What a difference a day makes. Day 2 of the Whistler Music Festival kicked off at 11 a.m. with an unexpected surprise and a respectable crowd that kept on growing.

The truth is, the second round of acts appearing at the event really began at 10 p.m. Saturday on the patio stage of the Garibaldi Lift Co. That's where people were treated to the brilliant French jazz guitarist Stephane Wrembel and his trio, followed by the great Medeski, Martin & Wood inside the 200-seat room. What a score!

Wrembel's Fontainebleu-based group has been living in New York and taking its swinging sounds across North American jazz festivals. While his song "Barbes-Brooklyn" was used in a Woody Allen film, the Django-meets-Al Dimeola style music he makes was unknown to local audiences until the band played Whistler Village Plaza on Friday. The Garibaldi Lift Co. booked him. And so did the producers of the Whistler Music Festival.

That meant everything went an hour later yesterday, but that didn't do anything but put a smile on peoples' faces. Wrembel, then MMW and Robert Randolph and the Family Band proved that there's nothing better than amazing musicians jamming themselves silly.

New Orleans legend Allen Toussaint offered up a set of slick soul music with a marching beat tossed in for good measure. Now I know he's a legend, it's true. But I also know this performance didn't compare to the set that he played at the Burnaby Blues Festival a year or two ago.

That's not to say that all the right notes weren't hit. It was just kinda too spot-on and felt a tad too rushed to give us medleys of hits instead of extending out a bit more on some of the man's many classics. "Southern Nights" was a ball, though.

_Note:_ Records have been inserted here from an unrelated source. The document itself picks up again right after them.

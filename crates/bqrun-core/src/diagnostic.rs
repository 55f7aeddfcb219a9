//! Diagnostic codes and error reporting
//!
//! IMPORTANT: Diagnostic codes are versioned and stable.
//! NEVER rename or remove codes - they are part of the public API.
//! Add new codes with new names only.

use serde::{Deserialize, Serialize};

/// Diagnostic code registry (v1)
#[derive(Debug, Clone, Copy, PartialEq, Eq, Hash, Serialize, Deserialize)]
#[serde(rename_all = "SCREAMING_SNAKE_CASE")]
pub enum DiagnosticCode {
    // Ownership (1xxx)
    /// The same table is created by more than one script
    DuplicateTarget,

    // Graph shape (2xxx)
    /// Scripts depend on each other in a loop
    DependencyCycle,

    /// A script reads its own output
    SelfReference,

    // Coverage (3xxx)
    /// A script creates no table and therefore has nothing to wait on it
    NoTargets,

    /// A table is read but not produced by any script
    ExternalTable,
}

impl DiagnosticCode {
    /// Get the diagnostic code as a stable string identifier
    pub fn as_str(&self) -> &'static str {
        match self {
            Self::DuplicateTarget => "DUPLICATE_TARGET",
            Self::DependencyCycle => "DEPENDENCY_CYCLE",
            Self::SelfReference => "SELF_REFERENCE",
            Self::NoTargets => "NO_TARGETS",
            Self::ExternalTable => "EXTERNAL_TABLE",
        }
    }
}

impl std::fmt::Display for DiagnosticCode {
    fn fmt(&self, f: &mut std::fmt::Formatter<'_>) -> std::fmt::Result {
        write!(f, "{}", self.as_str())
    }
}

/// Diagnostic severity level
#[derive(Debug, Clone, Copy, PartialEq, Eq, PartialOrd, Ord, Hash, Serialize, Deserialize)]
#[serde(rename_all = "lowercase")]
pub enum Severity {
    /// Informational message
    Info,

    /// Should be reviewed but does not block a run
    Warn,

    /// Blocks the run
    Error,
}

impl std::fmt::Display for Severity {
    fn fmt(&self, f: &mut std::fmt::Formatter<'_>) -> std::fmt::Result {
        match self {
            Self::Info => write!(f, "info"),
            Self::Warn => write!(f, "warn"),
            Self::Error => write!(f, "error"),
        }
    }
}

/// A diagnostic message with structured metadata
#[derive(Debug, Clone, PartialEq, Serialize, Deserialize)]
pub struct Diagnostic {
    /// Stable diagnostic code
    pub code: DiagnosticCode,

    /// Severity level
    pub severity: Severity,

    /// Human-readable message
    pub message: String,

    /// Tables involved
    #[serde(default, skip_serializing_if = "Vec::is_empty")]
    pub tables: Vec<String>,

    /// Scripts involved
    #[serde(default, skip_serializing_if = "Vec::is_empty")]
    pub origins: Vec<String>,
}

impl Diagnostic {
    /// Create a new diagnostic with minimal fields
    pub fn new(code: DiagnosticCode, severity: Severity, message: impl Into<String>) -> Self {
        Self {
            code,
            severity,
            message: message.into(),
            tables: Vec::new(),
            origins: Vec::new(),
        }
    }

    /// Set the tables involved
    pub fn with_tables(mut self, tables: Vec<String>) -> Self {
        self.tables = tables;
        self
    }

    /// Set the scripts involved
    pub fn with_origins(mut self, origins: Vec<String>) -> Self {
        self.origins = origins;
        self
    }
}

Next up, the hairy, hatted and sunglassed indie-rock hipster septet Broken Social Scene. Getting off to a sloppy start, things fell apart on Brendan Canning's new tune "Hit the Wall," when the band — quite literally — hit a sound glitch that stopped it cold. It's not often to see a group just walk off the stage in a huff, but all seven guys did until the errant microphone was fixed.

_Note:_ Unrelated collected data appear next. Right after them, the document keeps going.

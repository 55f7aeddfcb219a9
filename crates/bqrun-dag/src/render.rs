//! Table-level graph for visualization
//!
//! Rendering works on the unfiltered facts so external tables still show
//! up as leaf nodes. Ownership lookups are best-effort: an ambiguous owner
//! degrades to the plain short name instead of failing.

use std::collections::{BTreeMap, BTreeSet};

use bqrun_core::{short_name, DependencyFact, OriginId, TableId};
use serde::{Deserialize, Serialize};
use tracing::warn;

use crate::resolver::{OwnerIndex, ResolveError};

/// What is known about a table's producer
#[derive(Debug, Clone, Copy, PartialEq, Eq, Serialize, Deserialize)]
#[serde(rename_all = "lowercase")]
pub enum NodeKind {
    /// Created by exactly one origin
    Produced,

    /// Claimed by several origins
    Ambiguous,

    /// Pre-existing, no origin creates it
    External,
}

/// A table node
#[derive(Debug, Clone, PartialEq, Eq, Serialize, Deserialize)]
pub struct GraphNode {
    /// Fully-qualified table name
    pub id: TableId,

    /// Display label
    pub label: String,

    /// Creating origin, when unambiguous
    #[serde(skip_serializing_if = "Option::is_none")]
    pub owner: Option<OriginId>,

    pub kind: NodeKind,
}

/// A read edge: `from` is read while building `to`
#[derive(Debug, Clone, PartialEq, Eq, PartialOrd, Ord, Serialize, Deserialize)]
pub struct GraphEdge {
    pub from: TableId,
    pub to: TableId,
}

/// Node/edge list handed to a graph-drawing backend
#[derive(Debug, Clone, Default, PartialEq, Eq, Serialize, Deserialize)]
pub struct RenderedGraph {
    pub nodes: Vec<GraphNode>,
    pub edges: Vec<GraphEdge>,
}

/// Build the table graph from unfiltered facts
pub fn render(facts: &[DependencyFact], owners: &OwnerIndex) -> RenderedGraph {
    let mut tables: BTreeSet<&str> = BTreeSet::new();
    let mut edges: BTreeSet<GraphEdge> = BTreeSet::new();

    for fact in facts {
        tables.extend(fact.targets().iter().map(String::as_str));
        tables.extend(fact.sources().iter().map(String::as_str));

        for source in fact.sources() {
            for target in fact.targets() {
                edges.insert(GraphEdge {
                    from: source.clone(),
                    to: target.clone(),
                });
            }
        }
    }

    let nodes = tables
        .into_iter()
        .map(|table| node(table, owners))
        .collect();

    RenderedGraph {
        nodes,
        edges: edges.into_iter().collect(),
    }
}

fn node(table: &str, owners: &OwnerIndex) -> GraphNode {
    let short = short_name(table);

    let (label, owner, kind) = match owners.resolve(table) {
        Ok(origin) => (
            format!("{}\n({})", short, origin),
            Some(origin.to_string()),
            NodeKind::Produced,
        ),
        Err(ResolveError::MultipleOwners { origins, .. }) => {
            warn!(table, ?origins, "table has multiple owners, rendering without origin");
            (short.to_string(), None, NodeKind::Ambiguous)
        }
        Err(_) => (short.to_string(), None, NodeKind::External),
    };

    GraphNode {
        id: table.to_string(),
        label,
        owner,
        kind,
    }
}

impl RenderedGraph {
    /// Look up a node by table name
    pub fn node(&self, id: &str) -> Option<&GraphNode> {
        self.nodes.iter().find(|n| n.id == id)
    }

    /// Edges touching a table
    pub fn degree(&self, id: &str) -> usize {
        self.edges
            .iter()
            .filter(|e| e.from == id || e.to == id)
            .count()
    }

    /// Graphviz DOT text
    ///
    /// Tables of the same origin are grouped into a cluster; external
    /// tables are drawn dashed.
    pub fn to_dot(&self) -> String {
        let mut clusters: BTreeMap<&str, Vec<&GraphNode>> = BTreeMap::new();
        let mut loose: Vec<&GraphNode> = Vec::new();

        for node in &self.nodes {
            match &node.owner {
                Some(owner) => clusters.entry(owner.as_str()).or_default().push(node),
                None => loose.push(node),
            }
        }

        let mut dot = String::from("digraph bqrun {\n  rankdir=LR;\n  node [shape=box];\n");

        for (i, (origin, nodes)) in clusters.iter().enumerate() {
            dot.push_str(&format!("  subgraph cluster_{} {{\n", i));
            dot.push_str(&format!("    label=\"{}\";\n", escape(origin)));
            for node in nodes {
                dot.push_str(&format!("    {}\n", node_line(node)));
            }
            dot.push_str("  }\n");
        }

        for node in loose {
            dot.push_str(&format!("  {}\n", node_line(node)));
        }

        for edge in &self.edges {
            dot.push_str(&format!(
                "  \"{}\" -> \"{}\";\n",
                escape(&edge.from),
                escape(&edge.to)
            ));
        }

        dot.push_str("}\n");
        dot
    }

    /// JSON node/edge list
    pub fn to_json(&self) -> Result<String, serde_json::Error> {
        serde_json::to_string_pretty(self)
    }
}

fn node_line(node: &GraphNode) -> String {
    let style = match node.kind {
        NodeKind::Produced => "",
        NodeKind::Ambiguous => ", color=red",
        NodeKind::External => ", style=dashed",
    };
    format!(
        "\"{}\" [label=\"{}\"{}];",
        escape(&node.id),
        escape(&node.label),
        style
    )
}

fn escape(s: &str) -> String {
    s.replace('\\', "\\\\")
        .replace('"', "\\\"")
        .replace('\n', "\\n")
}

#[cfg(test)]
mod tests {
    use super::*;

    const NONE: [&str; 0] = [];

    #[test]
    fn external_table_is_a_leaf_node() {
        let facts = vec![DependencyFact::new(["p.d.t1"], ["x"], "f1")];
        let graph = render(&facts, &OwnerIndex::from_facts(&facts));

        let x = graph.node("x").unwrap();
        assert_eq!(x.kind, NodeKind::External);
        assert_eq!(x.label, "x");
        assert_eq!(x.owner, None);

        let t1 = graph.node("p.d.t1").unwrap();
        assert_eq!(t1.label, "t1\n(f1)");
        assert_eq!(t1.owner.as_deref(), Some("f1"));

        assert_eq!(
            graph.edges,
            vec![GraphEdge {
                from: "x".into(),
                to: "p.d.t1".into()
            }]
        );
    }

    #[test]
    fn pure_reads_appear_without_edges() {
        let facts = vec![DependencyFact::new(NONE, ["p.d.raw"], "report.sql")];
        let graph = render(&facts, &OwnerIndex::from_facts(&facts));

        assert!(graph.node("p.d.raw").is_some());
        assert_eq!(graph.degree("p.d.raw"), 0);
    }

    #[test]
    fn multiple_owners_degrade_to_short_name() {
        let facts = vec![
            DependencyFact::new(["p.d.t1"], NONE, "1.sql"),
            DependencyFact::new(["p.d.t1"], NONE, "2.sql"),
        ];
        let graph = render(&facts, &OwnerIndex::from_facts(&facts));

        let t1 = graph.node("p.d.t1").unwrap();
        assert_eq!(t1.label, "t1");
        assert_eq!(t1.kind, NodeKind::Ambiguous);
    }

    #[test]
    fn every_source_target_pair_is_an_edge() {
        let facts = vec![DependencyFact::new(["a", "b"], ["a", "x"], "1.sql")];
        let graph = render(&facts, &OwnerIndex::from_facts(&facts));

        let edges: Vec<(&str, &str)> = graph
            .edges
            .iter()
            .map(|e| (e.from.as_str(), e.to.as_str()))
            .collect();
        // a script re-reading its own output keeps its self loop
        assert_eq!(edges, [("a", "a"), ("a", "b"), ("x", "a"), ("x", "b")]);
    }

    #[test]
    fn dot_output_escapes_labels() {
        let facts = vec![DependencyFact::new(["p.d.t1"], ["x"], "1.sql")];
        let dot = render(&facts, &OwnerIndex::from_facts(&facts)).to_dot();

        assert!(dot.starts_with("digraph bqrun {"));
        assert!(dot.contains("label=\"1.sql\";"));
        assert!(dot.contains("\"p.d.t1\" [label=\"t1\\n(1.sql)\"];"));
        assert!(dot.contains("\"x\" [label=\"x\", style=dashed];"));
        assert!(dot.contains("\"x\" -> \"p.d.t1\";"));
    }
}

Now this could've been it for the vibe, but the guys came back and rocked it like they cared, pulling out songs from their two albums, b-sides and material off of solo albums by both Canning and Kevin Drew. While it can be hard to keep track of the members changing instruments every song, the music remains consistently on the verge of being too hip to matter — towards the edge of collapse and layered upon itself but prepared to explode wildly off in all directions at the strum of a single chord. I'm thinking over-rated. Big time.

The rush towards the stage for the final act made it clear that the majority of people on site were there to see Elvis Costello and the Imposters do their thing. The band didn't disappoint, either.

Hitting the stage with a pounding rocker from the new CD, Momofuko, the Imposters sounded like one of the nastiest rock bands to ever back Costello. Unlike the Attractions' precision, this crew swaggers.

He's been New Wave. He's been country. He's been pop. He's even been classical opera, although we could skip that entirely. But this was a new Costello. The mutated and grinding version of "Pump It Up" introduced a new model: Sexy Elvis.

He was certainly the name act over the two days of the festival and delivered the goods and more. Newer tunes such as "American Gangster Town" blazed right alongside radically reworked versions of "Every Day I Write the Book" and many, many more. Another set highlight was when Toussaint arrived on stage to join Costello in performing the title track of the duo's album The River In Reverse and more. Totally smokin'.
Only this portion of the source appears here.